No word, at the time of writing, about Pandor’s status. Is she also self-isolating? Has she even been tested? One does wonder why she was in the UK in the first place. It’s not as if SA is a member of the G7 group of nations, or indeed if she had anything to offer as an observer.
Mansions on the hill
Reports that Pfizer’s coronavirus vaccine is set to generate profits of more than $6-billion this year have prompted speculation about where next for wily big pharma investors. The answer could be malaria.

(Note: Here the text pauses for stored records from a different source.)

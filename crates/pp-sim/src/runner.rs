//! Fixed-rate tick loop on a dedicated thread.
//!
//! The loop sleeps until the next scheduled tick. When a tick overruns its
//! slot the schedule is re-anchored to "now" instead of bursting through the
//! missed ticks.

use std::sync::atomic::{AtomicBool, Ordering};
use std::sync::{Arc, Mutex, PoisonError};
use std::thread::{self, JoinHandle};
use std::time::{Duration, Instant};

use pp_core::{RegisterBank, TickTimer};
use tracing::{debug, error, info, warn};

use crate::error::{SimError, SimResult};
use crate::simulator::ProcessSimulator;
use crate::status::PlantStatus;

/// Tick loop configuration.
#[derive(Clone, Debug)]
pub struct RunConfig {
    pub tick_hz: f64,
}

impl Default for RunConfig {
    fn default() -> Self {
        Self { tick_hz: 60.0 }
    }
}

impl RunConfig {
    pub fn with_tick_hz(mut self, tick_hz: f64) -> Self {
        self.tick_hz = tick_hz;
        self
    }

    pub fn period(&self) -> SimResult<Duration> {
        if !(self.tick_hz.is_finite() && self.tick_hz > 0.0 && self.tick_hz <= 10_000.0) {
            return Err(SimError::InvalidArg {
                what: "tick rate must be within (0, 10000] Hz",
            });
        }
        Ok(Duration::from_secs_f64(1.0 / self.tick_hz))
    }
}

/// Handle to a running tick thread.
pub struct RunnerHandle {
    running: Arc<AtomicBool>,
    timer: Arc<TickTimer>,
    status: Arc<Mutex<PlantStatus>>,
    thread: Option<JoinHandle<ProcessSimulator>>,
}

impl RunnerHandle {
    /// Flag that keeps the loop alive; clearing it stops the loop after the
    /// current tick.
    pub fn running_flag(&self) -> Arc<AtomicBool> {
        Arc::clone(&self.running)
    }

    pub fn is_running(&self) -> bool {
        self.running.load(Ordering::SeqCst)
            && self.thread.as_ref().is_some_and(|t| !t.is_finished())
    }

    pub fn timer(&self) -> &TickTimer {
        &self.timer
    }

    /// Status after the most recent tick.
    pub fn latest_status(&self) -> PlantStatus {
        self.status
            .lock()
            .unwrap_or_else(PoisonError::into_inner)
            .clone()
    }

    /// Stop the loop and hand the simulator back.
    pub fn stop(mut self) -> SimResult<ProcessSimulator> {
        self.running.store(false, Ordering::SeqCst);
        let thread = self.thread.take().ok_or_else(|| SimError::Runner {
            message: "tick thread already joined".to_string(),
        })?;
        thread.join().map_err(|_| SimError::Runner {
            message: "tick thread panicked".to_string(),
        })
    }
}

impl Drop for RunnerHandle {
    fn drop(&mut self) {
        self.running.store(false, Ordering::SeqCst);
        if let Some(thread) = self.thread.take() {
            let _ = thread.join();
        }
    }
}

/// Start ticking `sim` against `bank` at `config.tick_hz`.
pub fn spawn_runner(
    mut sim: ProcessSimulator,
    bank: Arc<RegisterBank>,
    config: &RunConfig,
) -> SimResult<RunnerHandle> {
    let period = config.period()?;
    let running = Arc::new(AtomicBool::new(true));
    let timer = Arc::new(TickTimer::new());
    let status = Arc::new(Mutex::new(sim.status()));

    let thread = {
        let running = Arc::clone(&running);
        let timer = Arc::clone(&timer);
        let status = Arc::clone(&status);
        thread::Builder::new()
            .name("pp-tick".to_string())
            .spawn(move || {
                run_loop(&mut sim, &bank, period, &running, &timer, &status);
                sim
            })
            .map_err(|e| SimError::Runner {
                message: e.to_string(),
            })?
    };

    info!(tick_hz = config.tick_hz, "tick loop started");
    Ok(RunnerHandle {
        running,
        timer,
        status,
        thread: Some(thread),
    })
}

fn run_loop(
    sim: &mut ProcessSimulator,
    bank: &RegisterBank,
    period: Duration,
    running: &AtomicBool,
    timer: &TickTimer,
    status: &Mutex<PlantStatus>,
) {
    let mut next = Instant::now() + period;

    while running.load(Ordering::SeqCst) {
        let started = Instant::now();
        if let Err(e) = sim.tick(bank) {
            error!(error = %e, tick = sim.ticks(), "tick failed, stopping loop");
            running.store(false, Ordering::SeqCst);
            break;
        }
        *status.lock().unwrap_or_else(PoisonError::into_inner) = sim.status();

        let now = Instant::now();
        if timer.record(now - started, period) || now > next {
            warn!(
                tick = sim.ticks(),
                elapsed_ms = (now - started).as_secs_f64() * 1e3,
                budget_ms = period.as_secs_f64() * 1e3,
                "tick overran its slot"
            );
            next = now + period;
            continue;
        }

        thread::sleep(next - now);
        next += period;
    }

    debug!(
        ticks = timer.count(),
        overruns = timer.overruns(),
        avg_ms = timer.average_seconds() * 1e3,
        "tick loop stopped"
    );
}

Last month, it was reported that researches at the University of Oxford have developed the world’s most effective malaria vaccine, with it becoming the first to achieve the World Health Organization-specified 75 per cent efficacy goal. It’s now hoped that the vaccine can be approved for use within the next two years, building on the speed and lessons learned through the rapid development of Covid-19 vaccines.
This is good news. However, it’s taken decades to get here despite the fact that, with the exception of tuberculosis, malaria kills more people than any other communicable disease in the world. It’s not overly cynical to suggest that this tardiness is due to fact that the vast majority of cases take place in poor countries. In 2018, for example, there were 228 million cases of malaria worldwide resulting in an estimated 405 000 deaths. Roughly 93 per cent of the cases and 94 per cent of deaths occurred in Africa.
Climate change has given the matter a sense of urgency. Global warming may have killed them in some areas, but it has also allowed mosquitoes to migrate to higher, once cooler areas where they previously couldn’t survive. Places where the rich folk live. Wallets out, then.